**What to do:** Copy each line of the listing where the word "process" can be found.
· · ·
// ===============================
// src/engine.rs
// ===============================
//
// One single-writer worker per instrument, fed by a bounded queue.
// Everything that mutates instrument state (window update, signal check,
// order transition) happens inside that worker, so no locking is needed
// and per-instrument order is the relay order. Instruments run in parallel.
//
use ahash::AHashMap as HashMap;
use rust_decimal::Decimal;
use std::sync::Arc;
use tokio::sync::mpsc;
use tokio::task::JoinHandle;
use tokio_util::sync::CancellationToken;
use tracing::{debug, error, info, warn};

use crate::domain::{Event, SignalKind, Snapshot, SnapshotRecord};
use crate::error::PositionError;
use crate::metrics::{self, LatencyKind, EVALUATIONS, SNAPSHOTS_BY_INSTRUMENT};
use crate::positions::PositionManager;
use crate::relay::Subscription;
use crate::store::Store;
use crate::strategy::CrossoverState;

#[derive(Debug, Clone, Copy, PartialEq, Eq)]
pub struct EngineConfig {
    pub short_window: usize,
    pub long_window: usize,
    /// Per-instrument queue capacity.
    pub queue_capacity: usize,
}

#[derive(Debug, Clone, Copy, PartialEq, Eq)]
pub enum DropReason { Validation, Persistence }

impl DropReason {
    pub fn as_str(&self) -> &'static str {
        match self { DropReason::Validation => "validation", DropReason::Persistence => "persistence" }
    }
}

/// What happened to one snapshot.
#[derive(Debug, Clone, PartialEq, Eq)]
pub enum Outcome {
    Dropped(DropReason),
    WarmingUp,
    NoSignal,
    Transition { signal: SignalKind, price: Decimal },
    /// Transition not applied; state kept so it is retried next tick.
    TransitionDeferred { signal: SignalKind },
    /// Signal emitted but the order or audit write was lost.
    TransitionLost { signal: SignalKind },
}

#[derive(Clone)]
pub struct EngineCtx {
    pub store: Arc<dyn Store>,
    pub positions: PositionManager,
    pub journal: Option<mpsc::Sender<Event>>,
    pub config: EngineConfig,
}

pub struct InstrumentWorker {
    instrument: String,
    state: CrossoverState,
    ctx: Arc<EngineCtx>,
}

impl InstrumentWorker {
    pub fn new(instrument: String, ctx: Arc<EngineCtx>) -> Option<Self> {
        let state = CrossoverState::new(ctx.config.short_window, ctx.config.long_window)?;
        Some(Self { instrument, state, ctx })
    }

    pub fn last_signal(&self) -> SignalKind { self.state.last() }

    pub async fn process(&mut self, snap: Snapshot) -> Outcome {
        let id = snap.latency_id.clone().unwrap_or_default();

        // 1) best bid/ask; an empty side never reaches the averages
        let top = match snap.top_of_book() {
            Ok(t) => t,
            Err(e) => {
                warn!(?e, instrument = %self.instrument, "snapshot rejected");
                metrics::record_error("orderbook_validation_error");
                metrics::record_drop(DropReason::Validation.as_str());
                metrics::cancel_timer(LatencyKind::Snapshot, &id);
                return Outcome::Dropped(DropReason::Validation);
            }
        };

        // 2) persist the snapshot (idempotent on instrument + event_time)
        let rec = SnapshotRecord {
            event_type: snap.event_type,
            instrument: self.instrument.clone(),
            event_time: snap.event_time,
            best_bid: top.bid,
            best_ask: top.ask,
        };
        let snapshot_id = match self.ctx.store.save_snapshot(&rec).await {
            Ok(row_id) => row_id,
            Err(e) => {
                error!(?e, instrument = %self.instrument, "saving snapshot failed");
                metrics::record_error("orderbook_save_error");
                metrics::record_data_loss("orderbook_save_data_loss");
                metrics::record_drop(DropReason::Persistence.as_str());
                metrics::cancel_timer(LatencyKind::Snapshot, &id);
                return Outcome::Dropped(DropReason::Persistence);
            }
        };
        metrics::record_latency(LatencyKind::Snapshot, &id);
        SNAPSHOTS_BY_INSTRUMENT.with_label_values(&[&self.instrument]).inc();
        debug!(
            snapshot_id,
            instrument = %self.instrument,
            event_time = rec.event_time,
            bid = %top.bid,
            ask = %top.ask,
            mid = %top.mid,
            "snapshot"
        );
        if let Some(tx) = &self.ctx.journal {
            let _ = tx.try_send(Event::Snapshot(rec));
        }

        // 3) windows + signal check
        let crossover = match self.state.on_mid(top.mid) {
            Ok(Some(x)) => x,
            Ok(None) => {
                EVALUATIONS.with_label_values(&["warming", &self.instrument]).inc();
                return Outcome::WarmingUp;
            }
            Err(e) => {
                warn!(?e, instrument = %self.instrument, mid = %top.mid, "mid price rejected by the windows");
                metrics::record_error("orderbook_validation_error");
                metrics::record_drop(DropReason::Validation.as_str());
                return Outcome::Dropped(DropReason::Validation);
            }
        };
        if !crossover.is_transition() {
            EVALUATIONS.with_label_values(&["none", &self.instrument]).inc();
            return Outcome::NoSignal;
        }
        let signal = crossover.signal;
        EVALUATIONS.with_label_values(&[&signal.as_str().to_ascii_lowercase(), &self.instrument]).inc();
        info!(
            instrument = %self.instrument,
            signal = signal.as_str(),
            short = %crossover.short_avg,
            long = %crossover.long_avg,
            reason = crossover.reason,
            "crossover"
        );

        // 4) order transition
        metrics::start_timer(LatencyKind::Signal, &id);
        metrics::start_timer(LatencyKind::Order, &id);
        match self.ctx.positions.on_signal(&self.instrument, &crossover, top.mid).await {
            Ok(_) => {
                self.state.commit(signal);
                metrics::record_latency(LatencyKind::Order, &id);
                metrics::record_latency(LatencyKind::Signal, &id);
                Outcome::Transition { signal, price: top.mid }
            }
            Err(e) => {
                metrics::cancel_timer(LatencyKind::Order, &id);
                metrics::cancel_timer(LatencyKind::Signal, &id);
                if e.commits_signal() {
                    error!(?e, instrument = %self.instrument, "signal emitted but not fully persisted");
                    metrics::record_error("order_save_error");
                    metrics::record_data_loss("order_save_data_loss");
                    self.state.commit(signal);
                    Outcome::TransitionLost { signal }
                } else {
                    warn!(?e, instrument = %self.instrument, "order transition deferred");
                    metrics::record_error(match &e {
                        PositionError::Lookup(_) => "order_lookup_error",
                        _ => "order_close_error",
                    });
                    Outcome::TransitionDeferred { signal }
                }
            }
        }
    }

    pub async fn run(mut self, mut rx: mpsc::Receiver<Snapshot>) {
        info!(instrument = %self.instrument, "worker started");
        while let Some(snap) = rx.recv().await {
            self.process(snap).await;
        }
        info!(instrument = %self.instrument, last = self.state.last().as_str(), "worker drained");
    }
}

/// Instrument -> worker queue. Workers are created on first sight and
/// live until shutdown.
pub struct Registry {
    ctx: Arc<EngineCtx>,
    workers: HashMap<String, mpsc::Sender<Snapshot>>,
    handles: Vec<JoinHandle<()>>,
}

impl Registry {
    pub fn new(ctx: EngineCtx) -> Self {
        Self { ctx: Arc::new(ctx), workers: HashMap::new(), handles: Vec::new() }
    }

    pub fn instruments(&self) -> usize { self.workers.len() }

    fn spawn_worker(&mut self, instrument: &str) -> Option<mpsc::Sender<Snapshot>> {
        let worker = InstrumentWorker::new(instrument.to_string(), self.ctx.clone())?;
        let (tx, rx) = mpsc::channel(self.ctx.config.queue_capacity.max(1));
        self.handles.push(tokio::spawn(worker.run(rx)));
        self.workers.insert(instrument.to_string(), tx.clone());
        Some(tx)
    }

    /// Queue a snapshot for its instrument; waits while that queue is full.
    pub async fn dispatch(&mut self, snap: Snapshot) {
        let tx = match self.workers.get(&snap.instrument) {
            Some(tx) => tx.clone(),
            None => match self.spawn_worker(&snap.instrument) {
                Some(tx) => tx,
                None => {
                    error!(instrument = %snap.instrument, "invalid window configuration, snapshot dropped");
                    metrics::record_drop("config");
                    cancel_snapshot_timer(&snap);
                    return;
                }
            },
        };
        if let Err(e) = tx.send(snap).await {
            error!(instrument = %e.0.instrument, "worker gone, snapshot dropped");
            metrics::record_data_loss("worker_gone");
            cancel_snapshot_timer(&e.0);
        }
    }

    /// Close every queue and wait for the workers to finish what is queued.
    pub async fn shutdown(mut self) {
        self.workers.clear();
        for h in self.handles.drain(..) {
            if let Err(e) = h.await {
                error!(?e, "worker task failed");
            }
        }
    }
}

fn cancel_snapshot_timer(snap: &Snapshot) {
    if let Some(id) = &snap.latency_id {
        metrics::cancel_timer(LatencyKind::Snapshot, id);
    }
}

/// Pull snapshots off the relay until cancelled or the relay closes.
/// On cancel, snapshots already buffered in the subscription are still
/// dispatched; then the workers drain their queues.
pub async fn run_dispatch(mut sub: Subscription, mut registry: Registry, cancel: CancellationToken) {
    loop {
        let next = tokio::select! {
            biased;
            _ = cancel.cancelled() => {
                let mut buffered = 0usize;
                while let Some(snap) = sub.try_next() {
                    registry.dispatch(snap).await;
                    buffered += 1;
                }
                if buffered > 0 {
                    info!(buffered, "dispatched buffered snapshots after cancel");
                }
                break;
            }
            s = sub.next() => s,
        };
        match next {
            Some(snap) => registry.dispatch(snap).await,
            None => {
                warn!("relay subscription closed");
                break;
            }
        }
    }
    info!(instruments = registry.instruments(), "dispatcher stopping, draining workers");
    registry.shutdown().await;
}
· · ·
**Answer to this task:**
    pub async fn process(&mut self, snap: Snapshot) -> Outcome {
            self.process(snap).await;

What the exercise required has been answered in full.